Reservoir structures between Granada and Murcia, the dryest areas of Spain and Europe. London is already classified as being under
Reservoir structures between Granada and Murcia, the dryest areas of Spain and Europe. London is already classified as being under 'serious water stress'.
  • Updated: 27 June 2016

ICE recently published its Thought Leadership pamphlet on Urbanisation. Its aim is to explore issues within the urbanisation debate and identify solutions over the next 12 months to the challenges raised. Its focus initially is on

  • Housing
  • Land use
  • Transport
  • Technology

I agree, good affordable housing, ‘place-making’, reliable rapid and modern transport links and technology, whether for fast home broadband or sensors for managing city systems are all key considerations going forward.

But what of one of our basic human needs – Water. Before publication, ICE sought views from the public on their priorities for their cities. Water, it seems, wasn’t high on the public’s agenda. And there’s a reason for that. We all take it for granted. It’s a 24/7 service and for most us it’s relatively cheap at just over £1 a day.

But there’s a big risk in taking Water for granted. And by Water I mean the three interlinked aspects:

  • a safe and reliable supply of drinking water,
  • the removal and disposal of our wastewater without polluting our environment, and
  • the protection of our properties from flooding from storm-water.

Population growth and changing weather patterns

The UK population is expected to increase from 65m to 70m by 2017 (ONS). By 2024 London, the fastest growing region is expected to increase by over 13% from 8.5m to 9.7m. The next fastest growing regions will be the East and the South East. All these three regions are classified by the Environment Agency as regions of ‘serious water stress’.

According to the Government’s Climate Change Risk Assessment - as a result of warming, there is a greater likelihood that summers will be drier and extremely wet winters could become up to 5 times more likely over the next 100 years.

The combination of increasing populations in urban areas together with changing weather patterns leads to a ‘perfect storm’ of increasing demand coupled with decreasing supply.

Risk of drought

The 2012 drought in the South East and East of England was a wake up call. Whilst we had temporary use bans (aka hose pipe bans) in force, we avoided the more severe restrictions of essential use bans that would have directly impacted business and our economy. We only avoided those more severe restrictions because storms came with intense rainfall and led to major flooding. The probability of receiving that rainfall was subsequently assessed at 3%.

I touched on the impact on business. Thames Water estimated that essential use restriction in London would have cost the city and hence the UK economy £4-£9.5m each day. The worst-case scenario and highest level restrictions with rota cuts and temporary supplies would have cost over £230m/day or around £7bn a month.

The lesson, and not just for London, is we can’t forget Water. We need to capture and store winter rainfall, just like the Victorian engineers did. But that alone is unlikely to be enough.

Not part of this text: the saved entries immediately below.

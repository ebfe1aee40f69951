//! Generation map reshaping shared by the list and detail aggregators.

use std::collections::BTreeMap;

use serde_json::Value;

use crate::model::{Generations, SpriteSet};

/// Reshape an upstream `sprites` object into a generation map.
///
/// Reads `sprites.versions`; nested slot objects (`animated`, `icons`) are
/// flattened into `parent/child` labels so every leaf is a nullable URL.
pub fn generations_from_sprites(sprites: &Value) -> Generations {
    let Some(versions) = sprites.get("versions").and_then(Value::as_object) else {
        return Generations::new();
    };
    versions
        .iter()
        .map(|(generation, games)| {
            let variants = games
                .as_object()
                .map(|games| {
                    games
                        .iter()
                        .map(|(game, slots)| (game.clone(), sprite_set(slots)))
                        .collect()
                })
                .unwrap_or_default();
            (generation.clone(), variants)
        })
        .collect()
}

fn sprite_set(slots: &Value) -> SpriteSet {
    let mut set = SpriteSet::new();
    flatten_slots("", slots, &mut set);
    set
}

fn flatten_slots(prefix: &str, value: &Value, set: &mut SpriteSet) {
    let Some(slots) = value.as_object() else {
        return;
    };
    for (slot, entry) in slots {
        let label = if prefix.is_empty() {
            slot.clone()
        } else {
            format!("{prefix}/{slot}")
        };
        match entry {
            Value::Object(_) => flatten_slots(&label, entry, set),
            Value::String(url) => {
                set.insert(label, Some(url.clone()));
            }
            _ => {
                set.insert(label, None);
            }
        }
    }
}

pub fn variants_visible(variants: &BTreeMap<String, SpriteSet>) -> bool {
    variants
        .values()
        .any(|set| set.values().any(|slot| slot.is_some()))
}

/// Only the generations with at least one non-null sprite.
pub fn visible_generations(generations: &Generations) -> Generations {
    generations
        .iter()
        .filter(|(_, variants)| variants_visible(variants))
        .map(|(generation, variants)| (generation.clone(), variants.clone()))
        .collect()
}

pub fn has_visible_generation(generations: &Generations, generation: &str) -> bool {
    generations
        .get(generation)
        .map(variants_visible)
        .unwrap_or(false)
}

/// `generation-iv` → `Generation IV`.
pub fn generation_label(generation: &str) -> String {
    match generation.strip_prefix("generation-") {
        Some(numeral) => format!("Generation {}", numeral.to_ascii_uppercase()),
        None => generation.to_string(),
    }
}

We will need other solutions as well – rainwater harvesting, reduced leakage from company and customers’ pipes, homes and businesses that are more water efficient and even effluent re-use.

Flooding and pollution

Increasing populations in urban areas mean more wastewater to collect and treat, and more hard surfacing, which in turn means less rainwater infiltrating into the ground, so more surface water to take away.

Not having sufficient capacity in either of those has a direct impact on a city’s growth and development. Under-capacity at a treatment works will mean discharge consents not met and failure to comply with the Urban Wastewater Treatment Directive. Under-capacity in the sewer network will mean flooding of property and/or pollution of watercourses or beaches, again failing environmental consents.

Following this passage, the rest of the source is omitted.